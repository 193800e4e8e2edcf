//! Structured error types shared across the chain console crates.

use std::collections::BTreeMap;
use std::fmt::{self, Display};
use std::path::Path;

use serde::{Deserialize, Serialize};
use thiserror::Error;

/// Structured payload attached to every [`ConsoleError`] variant.
#[derive(Debug, Clone, PartialEq, Eq, Serialize, Deserialize)]
pub struct ErrorInfo {
    /// Stable machine readable error code.
    pub code: String,
    /// Human readable diagnostic message.
    pub message: String,
    /// Contextual key value pairs (names, paths, chain numbers, etc.).
    #[serde(default)]
    pub context: BTreeMap<String, String>,
    /// Optional hint that may help the caller resolve the issue.
    #[serde(skip_serializing_if = "Option::is_none")]
    pub hint: Option<String>,
}

impl ErrorInfo {
    /// Creates a new error payload with the provided code and message.
    pub fn new(code: impl Into<String>, message: impl Into<String>) -> Self {
        Self {
            code: code.into(),
            message: message.into(),
            context: BTreeMap::new(),
            hint: None,
        }
    }

    /// Adds a context entry to the payload.
    pub fn with_context(mut self, key: impl Into<String>, value: impl Into<String>) -> Self {
        self.context.insert(key.into(), value.into());
        self
    }

    /// Sets a human readable hint for remediation.
    pub fn with_hint(mut self, hint: impl Into<String>) -> Self {
        self.hint = Some(hint.into());
        self
    }
}

/// The single error category surfaced by every console operation.
///
/// Variants classify the failure; all of them carry a human readable
/// diagnostic through [`ErrorInfo`].
#[derive(Debug, Clone, PartialEq, Eq, Serialize, Deserialize, Error)]
#[serde(tag = "family", content = "detail")]
pub enum ConsoleError {
    /// File could not be opened or read before reaching the engine.
    #[error("io error: {0}")]
    Io(ErrorInfo),
    /// The engine reported failure or wrote to its error channel.
    #[error("protocol error: {0}")]
    Protocol(ErrorInfo),
    /// A host value could not be turned into a dense numeric array.
    #[error("conversion error: {0}")]
    Conversion(ErrorInfo),
    /// A referenced module, factory, generator or variable does not exist.
    #[error("not found: {0}")]
    NotFound(ErrorInfo),
    /// A factory or session is not in the state the operation requires.
    #[error("state error: {0}")]
    State(ErrorInfo),
}

impl Display for ErrorInfo {
    fn fmt(&self, f: &mut fmt::Formatter<'_>) -> fmt::Result {
        write!(f, "{} (code: {})", self.message, self.code)?;
        if !self.context.is_empty() {
            write!(f, " | context: [")?;
            for (idx, (key, value)) in self.context.iter().enumerate() {
                if idx > 0 {
                    write!(f, ", ")?;
                }
                write!(f, "{key}={value}")?;
            }
            write!(f, "]")?;
        }
        if let Some(hint) = &self.hint {
            write!(f, " | hint: {hint}")?;
        }
        Ok(())
    }
}

impl ConsoleError {
    /// Returns a reference to the payload describing the error.
    pub fn info(&self) -> &ErrorInfo {
        match self {
            ConsoleError::Io(info)
            | ConsoleError::Protocol(info)
            | ConsoleError::Conversion(info)
            | ConsoleError::NotFound(info)
            | ConsoleError::State(info) => info,
        }
    }

    /// Wraps an OS-level failure to open or read `path`.
    pub fn io(path: &Path, err: &std::io::Error) -> Self {
        let mut info = ErrorInfo::new("io.open", format!("{}: {err}", path.display()))
            .with_context("path", path.display().to_string());
        if let Some(code) = err.raw_os_error() {
            info = info.with_context("os_error", code.to_string());
        }
        ConsoleError::Io(info)
    }

    /// Protocol failure carrying the engine's error text verbatim.
    pub fn protocol(message: impl Into<String>) -> Self {
        ConsoleError::Protocol(ErrorInfo::new("engine.failure", message))
    }

    /// Conversion failure with a stable code.
    pub fn conversion(code: impl Into<String>, message: impl Into<String>) -> Self {
        ConsoleError::Conversion(ErrorInfo::new(code, message))
    }
}
fn initialized<'a>(
    model: &'a mut Option<ModelState>,
    io: &mut EngineStreams,
    action: &str,
) -> Option<&'a mut ModelState> {
    match model {
        Some(state) if state.initialized => Some(state),
        Some(_) => {
            io.fail(format!("Can't {action}. Model not initialized"));
            None
        }
        None => {
            io.fail(format!("Can't {action}. No model!"));
            None
        }
    }
}

/// Fills every missing value of one chain from its prior and checks the
/// result has positive density everywhere.
fn complete_values(
    graph: &Graph,
    start: &[Vec<f64>],
    rng: &mut dyn EngineRng,
    chain: usize,
) -> Result<Vec<Vec<f64>>, String> {
    let mut values = start.to_vec();
    for &idx in graph.order() {
        for elem in 0..graph.node(idx).len() {
            if is_na(values[idx][elem]) {
                values[idx][elem] = graph.sample_prior(&values, idx, elem, rng)?;
            }
        }
    }
    match graph
        .order()
        .iter()
        .find(|&&idx| graph.log_density(&values, idx) == f64::NEG_INFINITY)
    {
        Some(&bad) => Err(format!(
            "Node {} inconsistent with parents in chain {chain}",
            graph.node(bad).name
        )),
        None => Ok(values),
    }
}

/// `value` as an integer when it is one exactly and lies in `[min, max]`.
fn exact_integer(value: f64, min: i64, max: i64) -> Option<i64> {
    (value.fract() == 0.0 && value >= min as f64 && value <= max as f64).then(|| value as i64)
}

fn valid_chain(state: &ModelState, chain: usize, io: &mut EngineStreams) -> bool {
    if chain >= state.chains.len() {
        return io.fail(format!("Invalid chain number {chain}"));
    }
    true
}
use std::sync::Mutex;

use chain_core::FactoryCategory;
use chain_engine::modules::{self, RuntimeError};

static RUNTIME_LOCK: Mutex<()> = Mutex::new(());

#[test]
fn modules_load_in_order_and_refuse_repeats() {
    let _guard = RUNTIME_LOCK.lock().unwrap_or_else(|poison| poison.into_inner());
    modules::ensure_loaded("basemod").unwrap();
    modules::ensure_loaded("bugs").unwrap();
    assert_eq!(
        modules::load_module("basemod"),
        Err(RuntimeError::AlreadyLoaded("basemod".into()))
    );
    assert_eq!(
        modules::load_module("glm"),
        Err(RuntimeError::UnknownModule("glm".into()))
    );

    modules::ensure_loaded("streams").unwrap();
    let loaded = modules::list_modules();
    let position = |name: &str| loaded.iter().position(|module| module == name).unwrap();
    assert!(position("basemod") < position("streams"));

    modules::unload_module("streams").unwrap();
    assert!(!modules::list_modules().contains(&"streams".to_string()));
    assert_eq!(
        modules::unload_module("streams"),
        Err(RuntimeError::NotLoaded("streams".into()))
    );
}

#[test]
fn factory_flags_gate_generators() {
    let _guard = RUNTIME_LOCK.lock().unwrap_or_else(|poison| poison.into_inner());
    modules::ensure_loaded("basemod").unwrap();
    modules::ensure_loaded("streams").unwrap();

    let rngs = modules::list_factories(FactoryCategory::Rng);
    assert!(rngs
        .iter()
        .any(|factory| factory.name == "streams::ChaChaFactory" && factory.active));

    modules::set_factory_active("streams::ChaChaFactory", FactoryCategory::Rng, false).unwrap();
    assert_eq!(
        modules::make_rngs("streams::ChaChaFactory", 2).unwrap_err(),
        RuntimeError::Inactive("streams::ChaChaFactory".into())
    );
    assert!(modules::make_rng("streams::ChaCha8").is_none());

    modules::set_factory_active("streams::ChaChaFactory", FactoryCategory::Rng, true).unwrap();
    let minted = modules::make_rngs("streams::ChaChaFactory", 3).unwrap();
    assert_eq!(minted.len(), 3);
    assert!(minted.iter().all(|rng| rng.name() == "streams::ChaCha8"));

    assert!(matches!(
        modules::set_factory_active("base::Slice", FactoryCategory::Sampler, false),
        Err(RuntimeError::UnknownFactory { .. })
    ));
    assert!(matches!(
        modules::make_rngs("lecuyer::RngStreamFactory", 1),
        Err(RuntimeError::UnknownFactory { .. })
    ));
}

#[test]
fn sampler_and_monitor_availability_follow_flags() {
    let _guard = RUNTIME_LOCK.lock().unwrap_or_else(|poison| poison.into_inner());
    modules::ensure_loaded("basemod").unwrap();
    assert!(modules::sampler_active("base::RandomWalk"));
    modules::set_factory_active("base::MeanMonitor", FactoryCategory::Monitor, false).unwrap();
    assert!(!modules::monitor_available("mean"));
    assert!(modules::monitor_available("trace"));
    modules::set_factory_active("base::MeanMonitor", FactoryCategory::Monitor, true).unwrap();
    assert!(modules::monitor_available("mean"));
}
********************
Exercise: Whenever "action" shows up in a line of the listing, copy that whole line.

Your solution:
    action: &str,
            io.fail(format!("Can't {action}. Model not initialized"));
            io.fail(format!("Can't {action}. No model!"));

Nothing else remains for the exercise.